SurveyMonkey chief executive David Goldberg suffered a massive, fatal head injury while exercising at a gym in a Mexican resort, a person close to his family has said.
Efforts to revive Mr Goldberg, 47, the husband of Facebook executive Sheryl Sandberg, were unsuccessful. He was on holiday with family and friends when the tragedy happened.
The family is planning a private service in Silicon Valley, California, today.
Mr Goldberg died of severe head trauma in Friday’s accident at a resort in the Mexican town of Punta Mita, near Puerto Vallarta. He was found lying next to a treadmill.
The popular Silicon Valley executive, whose company runs an online service for people who want to conduct questionnaires and polls, died later that night. His company and family members confirmed his death on Saturday, but did not give a cause, leading to widespread speculation.
Mr Goldberg left his room at about 4pm to exercise and family members went to look for him after he did not return, a Mexican state official said.
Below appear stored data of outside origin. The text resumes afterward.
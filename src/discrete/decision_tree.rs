//! Decision-diagram valued maps.
//!
//! A [`DecisionTree`] maps a discrete assignment to a payload. Nodes live in
//! an arena and refer to each other by [`NodeId`], so a canonicalized tree
//! is a DAG in which identical leaves and identical sub-trees are stored
//! once. Evaluation never depends on whether a tree was canonicalized.
//!
//! # Leaf order
//!
//! Trees built with [`DecisionTree::from_leaves`] take their leaves in the
//! lexicographic order of [`cartesian_product`](super::cartesian_product),
//! first key most significant.

use std::collections::HashMap;
use std::collections::hash_map::DefaultHasher;
use std::convert::Infallible;
use std::hash::{Hash, Hasher};
use std::sync::Arc;

use crate::core::key::{DiscreteKey, Key};
use crate::discrete::assignment::{
    DiscreteValues, assignment_count, merge_discrete_keys, value_of,
};
use crate::error::{HybridError, HybridResult};

/// Index of a node in a tree's arena
pub type NodeId = usize;

/// Structural hash of a leaf payload.
///
/// Two payloads that compare equal must hash equal. Canonicalization uses
/// the hash to bucket candidate leaves and `PartialEq` to confirm a merge.
pub trait LeafHash {
    fn leaf_hash<H: Hasher>(&self, state: &mut H);
}

impl LeafHash for f64 {
    fn leaf_hash<H: Hasher>(&self, state: &mut H) {
        // -0.0 == 0.0
        let bits = if *self == 0.0 { 0 } else { self.to_bits() };
        state.write_u64(bits);
    }
}

impl<T: LeafHash> LeafHash for Arc<T> {
    fn leaf_hash<H: Hasher>(&self, state: &mut H) {
        (**self).leaf_hash(state)
    }
}

#[derive(Debug, Clone, PartialEq)]
enum Node<T> {
    Leaf(T),
    Choice {
        key: DiscreteKey,
        branches: Vec<NodeId>,
    },
}

/// Map from discrete assignments to values of type `T`.
#[derive(Debug, Clone)]
pub struct DecisionTree<T> {
    nodes: Vec<Node<T>>,
    root: NodeId,
    keys: Vec<DiscreteKey>,
}

impl<T> DecisionTree<T> {
    /// A constant tree over no keys.
    pub fn leaf(value: T) -> Self {
        DecisionTree {
            nodes: vec![Node::Leaf(value)],
            root: 0,
            keys: Vec::new(),
        }
    }

    /// Build from one value per assignment, in lexicographic order.
    pub fn from_leaves(keys: &[DiscreteKey], leaves: Vec<T>) -> HybridResult<Self> {
        let expected = assignment_count(keys)?;
        if leaves.len() != expected {
            return Err(HybridError::InvalidInput(format!(
                "decision tree over {} assignments given {} leaves",
                expected,
                leaves.len()
            )));
        }
        let mut leaves = leaves.into_iter();
        Self::try_from_fn(keys, |_| {
            leaves
                .next()
                .ok_or_else(|| HybridError::InvalidInput("ran out of leaves".to_string()))
        })
    }

    pub fn from_fn<F>(keys: &[DiscreteKey], mut f: F) -> Self
    where
        F: FnMut(&DiscreteValues) -> T,
    {
        match Self::try_from_fn(keys, |values| Ok::<T, Infallible>(f(values))) {
            Ok(tree) => tree,
            Err(never) => match never {},
        }
    }

    /// Build by calling `f` once per assignment, in lexicographic order.
    pub fn try_from_fn<E, F>(keys: &[DiscreteKey], mut f: F) -> Result<Self, E>
    where
        F: FnMut(&DiscreteValues) -> Result<T, E>,
    {
        let mut nodes = Vec::new();
        let mut current = DiscreteValues::new();
        let root = Self::build(keys, 0, &mut current, &mut f, &mut nodes)?;
        Ok(DecisionTree {
            nodes,
            root,
            keys: keys.to_vec(),
        })
    }

    fn build<E, F>(
        keys: &[DiscreteKey],
        level: usize,
        current: &mut DiscreteValues,
        f: &mut F,
        nodes: &mut Vec<Node<T>>,
    ) -> Result<NodeId, E>
    where
        F: FnMut(&DiscreteValues) -> Result<T, E>,
    {
        if level == keys.len() {
            nodes.push(Node::Leaf(f(&*current)?));
            return Ok(nodes.len() - 1);
        }
        let dk = keys[level];
        let mut branches = Vec::with_capacity(dk.cardinality);
        for value in 0..dk.cardinality {
            current.insert(dk.key, value);
            branches.push(Self::build(keys, level + 1, current, f, nodes)?);
        }
        current.remove(&dk.key);
        nodes.push(Node::Choice { key: dk, branches });
        Ok(nodes.len() - 1)
    }

    /// Keys the tree was built over, most significant first.
    pub fn keys(&self) -> &[DiscreteKey] {
        &self.keys
    }

    /// Value at `values`. Extra keys in the assignment are ignored.
    pub fn evaluate(&self, values: &DiscreteValues) -> HybridResult<&T> {
        let mut id = self.root;
        loop {
            match &self.nodes[id] {
                Node::Leaf(value) => return Ok(value),
                Node::Choice { key, branches } => {
                    id = branches[value_of(key, values)?];
                }
            }
        }
    }

    /// True when the root is a leaf, i.e. the map is constant.
    pub fn is_leaf(&self) -> bool {
        matches!(self.nodes[self.root], Node::Leaf(_))
    }


    pub fn node_count(&self) -> usize {
        self.nodes.len()
    }

    /// Number of stored leaves. Equals the assignment count until the tree
    /// is canonicalized.
    pub fn leaf_count(&self) -> usize {
        self.leaves().count()
    }

    pub fn leaves(&self) -> impl Iterator<Item = &T> {
        self.nodes.iter().filter_map(|node| match node {
            Node::Leaf(value) => Some(value),
            Node::Choice { .. } => None,
        })
    }

    /// Same structure, every leaf transformed by `f`. Shared leaves stay
    /// shared.
    pub fn map<U, F>(&self, mut f: F) -> DecisionTree<U>
    where
        F: FnMut(&T) -> U,
    {
        match self.try_map(|value| Ok::<U, Infallible>(f(value))) {
            Ok(tree) => tree,
            Err(never) => match never {},
        }
    }

    pub fn try_map<U, E, F>(&self, mut f: F) -> Result<DecisionTree<U>, E>
    where
        F: FnMut(&T) -> Result<U, E>,
    {
        let mut nodes = Vec::with_capacity(self.nodes.len());
        for node in &self.nodes {
            nodes.push(match node {
                Node::Leaf(value) => Node::Leaf(f(value)?),
                Node::Choice { key, branches } => Node::Choice {
                    key: *key,
                    branches: branches.clone(),
                },
            });
        }
        Ok(DecisionTree {
            nodes,
            root: self.root,
            keys: self.keys.clone(),
        })
    }

    /// Pointwise combination over the union of both key sets.
    pub fn apply<U, V, F>(&self, other: &DecisionTree<U>, mut f: F) -> HybridResult<DecisionTree<V>>
    where
        F: FnMut(&T, &U) -> V,
    {
        let keys = merge_discrete_keys([self.keys(), other.keys()])?;
        DecisionTree::try_from_fn(&keys, |values| {
            Ok(f(self.evaluate(values)?, other.evaluate(values)?))
        })
    }
}

impl<T: LeafHash + PartialEq + Clone> DecisionTree<T> {
    /// Merge equal leaves and collapse choices whose branches all lead to
    /// the same node. The declared keys are kept.
    pub fn canonicalize(&self) -> Self {
        let mut canon = Canonicalizer {
            nodes: Vec::new(),
            leaves: HashMap::new(),
            choices: HashMap::new(),
            memo: HashMap::new(),
        };
        let root = canon.visit(&self.nodes, self.root);
        DecisionTree {
            nodes: canon.nodes,
            root,
            keys: self.keys.clone(),
        }
    }
}

struct Canonicalizer<T> {
    nodes: Vec<Node<T>>,
    leaves: HashMap<u64, Vec<NodeId>>,
    choices: HashMap<(Key, Vec<NodeId>), NodeId>,
    memo: HashMap<NodeId, NodeId>,
}

impl<T: LeafHash + PartialEq + Clone> Canonicalizer<T> {
    fn visit(&mut self, source: &[Node<T>], id: NodeId) -> NodeId {
        if let Some(&done) = self.memo.get(&id) {
            return done;
        }
        let new_id = match &source[id] {
            Node::Leaf(value) => self.intern_leaf(value),
            Node::Choice { key, branches } => {
                let children: Vec<NodeId> =
                    branches.iter().map(|b| self.visit(source, *b)).collect();
                if children.iter().all(|c| *c == children[0]) {
                    children[0]
                } else if let Some(&existing) = self.choices.get(&(key.key, children.clone())) {
                    existing
                } else {
                    self.nodes.push(Node::Choice {
                        key: *key,
                        branches: children.clone(),
                    });
                    let created = self.nodes.len() - 1;
                    self.choices.insert((key.key, children), created);
                    created
                }
            }
        };
        self.memo.insert(id, new_id);
        new_id
    }

    fn intern_leaf(&mut self, value: &T) -> NodeId {
        let mut hasher = DefaultHasher::new();
        value.leaf_hash(&mut hasher);
        let hash = hasher.finish();
        let bucket = self.leaves.entry(hash).or_default();
        for &candidate in bucket.iter() {
            if let Node::Leaf(existing) = &self.nodes[candidate] {
                if existing == value {
                    return candidate;
                }
            }
        }
        self.nodes.push(Node::Leaf(value.clone()));
        let created = self.nodes.len() - 1;
        bucket.push(created);
        created
    }
}

/// Hash helper for payloads made of keys and floating point blocks.
pub(crate) fn hash_f64_slice<H: Hasher>(values: &[f64], state: &mut H) {
    values.len().hash(state);
    for v in values {
        v.leaf_hash(state);
    }
}

#[cfg(test)]
mod tests {
    use super::*;
    use crate::core::key::m;
    use crate::discrete::assignment::cartesian_product;

    fn two_modes() -> Vec<DiscreteKey> {
        vec![DiscreteKey::new(m(2), 2), DiscreteKey::new(m(1), 2)]
    }

    #[test]
    fn test_from_leaves_evaluates_in_lexicographic_order() -> Result<(), Box<dyn std::error::Error>>
    {
        let keys = two_modes();
        let tree = DecisionTree::from_leaves(&keys, vec![0.0, 1.0, 2.0, 3.0])?;
        for (index, values) in cartesian_product(&keys)?.iter().enumerate() {
            assert_eq!(*tree.evaluate(values)?, index as f64);
        }
        assert_eq!(tree.leaf_count(), 4);
        assert!(!tree.is_leaf());
        Ok(())
    }

    #[test]
    fn test_from_leaves_rejects_wrong_count() {
        let result = DecisionTree::from_leaves(&two_modes(), vec![1.0, 2.0]);
        assert!(matches!(result, Err(HybridError::InvalidInput(_))));
    }

    #[test]
    fn test_evaluate_missing_key() -> Result<(), Box<dyn std::error::Error>> {
        let tree = DecisionTree::from_leaves(&two_modes(), vec![0.0, 1.0, 2.0, 3.0])?;
        let mut values = DiscreteValues::new();
        values.insert(m(2), 1);
        assert!(matches!(
            tree.evaluate(&values),
            Err(HybridError::MissingDiscreteKey(_))
        ));
        Ok(())
    }

    #[test]
    fn test_canonicalize_merges_equal_leaves() -> Result<(), Box<dyn std::error::Error>> {
        let keys = two_modes();
        // Depends only on m1.
        let tree = DecisionTree::from_leaves(&keys, vec![5.0, 7.0, 5.0, 7.0])?;
        let canonical = tree.canonicalize();

        assert_eq!(canonical.leaf_count(), 2);
        // One choice on m1; the m2 choice collapsed.
        assert_eq!(canonical.node_count(), 3);
        for values in cartesian_product(&keys)? {
            assert_eq!(tree.evaluate(&values)?, canonical.evaluate(&values)?);
        }
        Ok(())
    }

    #[test]
    fn test_canonicalize_constant_tree_becomes_leaf() -> Result<(), Box<dyn std::error::Error>> {
        let tree = DecisionTree::from_leaves(&two_modes(), vec![0.0, -0.0, 0.0, 0.0])?;
        let canonical = tree.canonicalize();
        assert!(canonical.is_leaf());
        assert_eq!(*canonical.evaluate(&DiscreteValues::new())?, 0.0);
        Ok(())
    }

    #[test]
    fn test_map_preserves_structure() -> Result<(), Box<dyn std::error::Error>> {
        let keys = two_modes();
        let tree = DecisionTree::from_fn(&keys, |v| v[&m(2)] * 10 + v[&m(1)]);
        let doubled = tree.map(|v| 2 * v);
        for values in cartesian_product(&keys)? {
            assert_eq!(*doubled.evaluate(&values)?, 2 * tree.evaluate(&values)?);
        }
        Ok(())
    }

    #[test]
    fn test_apply_over_key_union() -> Result<(), Box<dyn std::error::Error>> {
        let a = DecisionTree::from_leaves(&[DiscreteKey::new(m(1), 2)], vec![1.0, 2.0])?;
        let b = DecisionTree::from_leaves(&[DiscreteKey::new(m(2), 2)], vec![10.0, 20.0])?;
        let sum = a.apply(&b, |x, y| x + y)?;
        assert_eq!(sum.keys(), &two_modes()[..]);

        let mut values = DiscreteValues::new();
        values.insert(m(1), 1);
        values.insert(m(2), 0);
        assert_eq!(*sum.evaluate(&values)?, 12.0);
        Ok(())
    }
}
He was found at about 6.30pm in one of the resort’s gyms lying by a treadmill in a pool of blood from a blow to the lower back of his head.
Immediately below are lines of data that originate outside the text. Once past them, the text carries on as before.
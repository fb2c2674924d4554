//! Collections of linear Gaussian factors.

use std::collections::{BTreeMap, BTreeSet};
use std::f64::consts::PI;
use std::sync::Arc;

use faer::Mat;
use faer::sparse::{SparseColMat, Triplet};
use nalgebra::{DMatrix, DVector};
use tracing::debug;

use crate::core::key::{Key, format_key, format_keys};
use crate::core::values::Values;
use crate::error::{HybridError, HybridResult};
use crate::linalg::{LinAlgError, SparseCholeskySolver, SparseLinearSolver, eliminate_augmented};
use crate::linear::gaussian_conditional::GaussianConditional;
use crate::linear::jacobian_factor::JacobianFactor;

/// Result of eliminating frontal keys from a Gaussian graph.
#[derive(Debug, Clone)]
pub struct GaussianElimination {
    pub conditional: GaussianConditional,
    /// Marginal over the separator. Has no columns when the separator is
    /// empty, in which case `b` holds the unexplained whitened error.
    pub residual: JacobianFactor,
}

/// Ordered list of shared linear factors.
#[derive(Debug, Clone, Default)]
pub struct GaussianFactorGraph {
    factors: Vec<Arc<JacobianFactor>>,
}

impl GaussianFactorGraph {
    pub fn new() -> Self {
        Self::default()
    }

    pub fn with_capacity(capacity: usize) -> Self {
        GaussianFactorGraph {
            factors: Vec::with_capacity(capacity),
        }
    }

    pub fn push(&mut self, factor: Arc<JacobianFactor>) {
        self.factors.push(factor);
    }

    pub fn len(&self) -> usize {
        self.factors.len()
    }

    pub fn is_empty(&self) -> bool {
        self.factors.is_empty()
    }

    pub fn at(&self, index: usize) -> Option<&Arc<JacobianFactor>> {
        self.factors.get(index)
    }

    pub fn iter(&self) -> impl Iterator<Item = &Arc<JacobianFactor>> {
        self.factors.iter()
    }

    pub fn keys(&self) -> BTreeSet<Key> {
        self.factors
            .iter()
            .flat_map(|f| f.keys().iter().copied())
            .collect()
    }

    /// Dimension of every key, checked for consistency across factors.
    pub fn key_dims(&self) -> HybridResult<BTreeMap<Key, usize>> {
        let mut dims = BTreeMap::new();
        for factor in &self.factors {
            for (key, dim) in factor.keys().iter().zip(factor.dims()) {
                match dims.insert(*key, *dim) {
                    Some(previous) if previous != *dim => {
                        return Err(HybridError::InvalidInput(format!(
                            "{} has dimension {previous} and {dim} in different factors",
                            format_key(*key)
                        )));
                    }
                    _ => {}
                }
            }
        }
        Ok(dims)
    }

    /// Sum of the factors' constant terms.
    pub fn constant(&self) -> f64 {
        self.factors.iter().map(|f| f.constant()).sum()
    }

    pub fn error(&self, values: &Values) -> HybridResult<f64> {
        self.factors.iter().map(|f| f.error(values)).sum()
    }

    /// Unnormalized probability `exp(−error)`.
    pub fn prob_prime(&self, values: &Values) -> HybridResult<f64> {
        Ok((-self.error(values)?).exp())
    }

    /// Least-squares solution through the sparse Cholesky back end.
    pub fn optimize(&self) -> HybridResult<Values> {
        self.optimize_with(&mut SparseCholeskySolver::new())
    }

    pub fn optimize_with<S: SparseLinearSolver>(&self, solver: &mut S) -> HybridResult<Values> {
        let dims = self.key_dims()?;
        let mut offsets = BTreeMap::new();
        let mut total = 0;
        for (key, dim) in &dims {
            offsets.insert(*key, total);
            total += dim;
        }
        if total == 0 {
            return Ok(Values::new());
        }

        let rows: usize = self.factors.iter().map(|f| f.rows()).sum();
        let mut triplets = Vec::new();
        let mut rhs = Mat::zeros(rows, 1);
        let mut row = 0;
        for factor in &self.factors {
            let mut col = 0;
            for (key, dim) in factor.keys().iter().zip(factor.dims()) {
                let global = offsets[key];
                for j in 0..*dim {
                    for i in 0..factor.rows() {
                        let v = factor.a()[(i, col + j)];
                        if v != 0.0 {
                            triplets.push(Triplet::new(row + i, global + j, v));
                        }
                    }
                }
                col += dim;
            }
            for i in 0..factor.rows() {
                rhs[(row + i, 0)] = factor.b()[i];
            }
            row += factor.rows();
        }

        let jacobian = SparseColMat::try_new_from_triplets(rows, total, &triplets)
            .map_err(|e| LinAlgError::SparseMatrixCreation(format!("{:?}", e)))?;
        let solution = solver.solve_normal_equation(&rhs, &jacobian)?;

        let mut values = Values::new();
        for (key, dim) in &dims {
            let offset = offsets[key];
            values.insert(*key, DVector::from_fn(*dim, |i, _| solution[(offset + i, 0)]));
        }
        Ok(values)
    }

    /// Jointly eliminate `frontals` by dense QR.
    ///
    /// The separator is every other key in the graph, in ascending order.
    /// The residual carries `Σc + ln|det R| − (n_F/2) ln 2π`, which is the
    /// exact marginal over the separator rather than its max.
    pub fn eliminate(
        &self,
        frontals: &[Key],
        tolerance: f64,
    ) -> HybridResult<GaussianElimination> {
        let dims = self.key_dims()?;
        let mut frontal_terms = Vec::with_capacity(frontals.len());
        for key in frontals {
            let dim = dims
                .get(key)
                .copied()
                .ok_or_else(|| HybridError::DisconnectedVariable(format_key(*key)))?;
            frontal_terms.push((*key, dim));
        }
        let separator: Vec<(Key, usize)> = dims
            .iter()
            .filter(|(k, _)| !frontals.contains(*k))
            .map(|(k, d)| (*k, *d))
            .collect();

        let mut offsets = BTreeMap::new();
        let mut total = 0;
        for (key, dim) in frontal_terms.iter().chain(&separator) {
            offsets.insert(*key, total);
            total += dim;
        }
        let frontal_dim: usize = frontal_terms.iter().map(|(_, d)| d).sum();

        let rows: usize = self.factors.iter().map(|f| f.rows()).sum();
        let mut ab = DMatrix::zeros(rows, total + 1);
        let mut row = 0;
        for factor in &self.factors {
            let n = factor.rows();
            for (position, key) in factor.keys().iter().enumerate() {
                let block = factor.block(position);
                ab.view_mut((row, offsets[key]), (n, block.ncols()))
                    .copy_from(&block);
            }
            ab.view_mut((row, total), (n, 1)).copy_from(factor.b());
            row += n;
        }

        let partial = eliminate_augmented(&ab, frontal_dim, tolerance).map_err(|e| match e {
            LinAlgError::SingularMatrix(reason) => HybridError::SingularSystem {
                assignment: String::new(),
                reason: format!("eliminating {}: {reason}", format_keys(frontals)),
            },
            other => other.into(),
        })?;

        let constant = self.constant() + partial.log_det_r()
            - 0.5 * frontal_dim as f64 * (2.0 * PI).ln();
        debug!(
            "eliminated {} from {} factors, separator [{}], residual rows {}",
            format_keys(frontals),
            self.len(),
            format_keys(&separator.iter().map(|(k, _)| *k).collect::<Vec<_>>()),
            partial.b_rem.len()
        );

        let residual = JacobianFactor::from_parts(
            separator.iter().map(|(k, _)| *k).collect(),
            separator.iter().map(|(_, d)| *d).collect(),
            partial.a_rem,
            partial.b_rem,
            constant,
        );
        let conditional =
            GaussianConditional::new(frontal_terms, separator, partial.r, partial.s, partial.d)?;
        Ok(GaussianElimination {
            conditional,
            residual,
        })
    }
}

impl FromIterator<Arc<JacobianFactor>> for GaussianFactorGraph {
    fn from_iter<I: IntoIterator<Item = Arc<JacobianFactor>>>(iter: I) -> Self {
        GaussianFactorGraph {
            factors: iter.into_iter().collect(),
        }
    }
}

#[cfg(test)]
mod tests {
    use super::*;
    use crate::core::key::x;
    use nalgebra::{dmatrix, dvector};

    const TOLERANCE: f64 = 1e-10;

    fn chain() -> HybridResult<GaussianFactorGraph> {
        // x1 = 0, x2 - x1 = 1, x2 = 2 (all unit noise)
        Ok([
            JacobianFactor::new(vec![(x(1), dmatrix![1.0])], dvector![0.0])?,
            JacobianFactor::new(
                vec![(x(1), dmatrix![-1.0]), (x(2), dmatrix![1.0])],
                dvector![1.0],
            )?,
            JacobianFactor::new(vec![(x(2), dmatrix![1.0])], dvector![2.0])?,
        ]
        .into_iter()
        .map(Arc::new)
        .collect())
    }

    #[test]
    fn test_optimize_chain() -> Result<(), Box<dyn std::error::Error>> {
        let graph = chain()?;
        let solution = graph.optimize()?;
        // [2 -1; -1 2] x = [-1; 3]
        assert!((solution.at(x(1))?[0] - 1.0 / 3.0).abs() < TOLERANCE);
        assert!((solution.at(x(2))?[0] - 5.0 / 3.0).abs() < TOLERANCE);
        Ok(())
    }

    #[test]
    fn test_eliminate_preserves_joint_density() -> Result<(), Box<dyn std::error::Error>> {
        let graph = chain()?;
        let result = graph.eliminate(&[x(1)], 1e-9)?;
        assert_eq!(result.conditional.frontals(), &[x(1)]);
        assert_eq!(result.conditional.parents(), &[x(2)]);
        assert_eq!(result.residual.keys(), &[x(2)]);

        // p(x1 | x2) * marginal(x2) integrates the joint exactly, so at any
        // point: error(graph) = -log p(x1|x2) + error(residual).
        let values: Values = [(x(1), dvector![0.3]), (x(2), dvector![-0.7])]
            .into_iter()
            .collect();
        let joint = graph.error(&values)?;
        let split = -result.conditional.log_density(&values)? + result.residual.error(&values)?;
        assert!((joint - split).abs() < TOLERANCE);
        Ok(())
    }

    #[test]
    fn test_eliminate_all_leaves_scalar_residual() -> Result<(), Box<dyn std::error::Error>> {
        let graph = chain()?;
        let result = graph.eliminate(&[x(1), x(2)], 1e-9)?;
        assert!(result.residual.keys().is_empty());
        assert_eq!(result.conditional.frontal_dim(), 2);

        // The residual's error is the graph error at the optimum plus the
        // log normalizer, so it is independent of any point.
        let optimum = graph.optimize()?;
        let expected = graph.error(&optimum)? + result.conditional.log_normalization_constant();
        assert!((result.residual.error(&Values::new())? - expected).abs() < TOLERANCE);
        Ok(())
    }

    #[test]
    fn test_eliminate_disconnected_key() -> Result<(), Box<dyn std::error::Error>> {
        let graph = chain()?;
        assert!(matches!(
            graph.eliminate(&[x(9)], 1e-9),
            Err(HybridError::DisconnectedVariable(_))
        ));
        Ok(())
    }

    #[test]
    fn test_eliminate_underdetermined_is_singular() -> Result<(), Box<dyn std::error::Error>> {
        // Only x2 - x1 = 1: x1 cannot be determined jointly with x2.
        let graph: GaussianFactorGraph = [JacobianFactor::new(
            vec![(x(1), dmatrix![-1.0]), (x(2), dmatrix![1.0])],
            dvector![1.0],
        )?]
        .into_iter()
        .map(Arc::new)
        .collect();
        assert!(matches!(
            graph.eliminate(&[x(1), x(2)], 1e-9),
            Err(HybridError::SingularSystem { .. })
        ));
        Ok(())
    }
}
He apparently slipped on the treadmill and hit the machine, said the official. The cause of death was severe head trauma and bleeding.
The official said the family checked in to the Four Seasons Resort Punta Mita, an exclusive complex where rooms start at 500 dollars (£330) a night and villas at up to 5,000 dollars (£3,300) a night, on Thursday.
The Four Seasons had issued a statement saying the incident did not happen on any of its properties and that Mr Goldberg was not registered as a guest in any of the resort’s rooms, villas or residences.
But Nayarit state officials said it was the location and that the family had checked in on Thursday.
In an interview last month, Mr Goldberg told the news site Business Insider of maxing out his credit cards in the early 1990s to fund one of his first internet ventures, a music site, before going on to work at other tech companies, including Yahoo.
In 2004 he married Ms Sandberg, another long-time tech executive who now serves as chief operating officer of Facebook.
Ms Sandberg launched an international conversation about the dearth of women in positions of power with her 2011 book, Lean In: Women, Work And The Will To Lead. In it, she wrote of the adjustments she and her husband had to make to manage two high-profile careers while raising two children.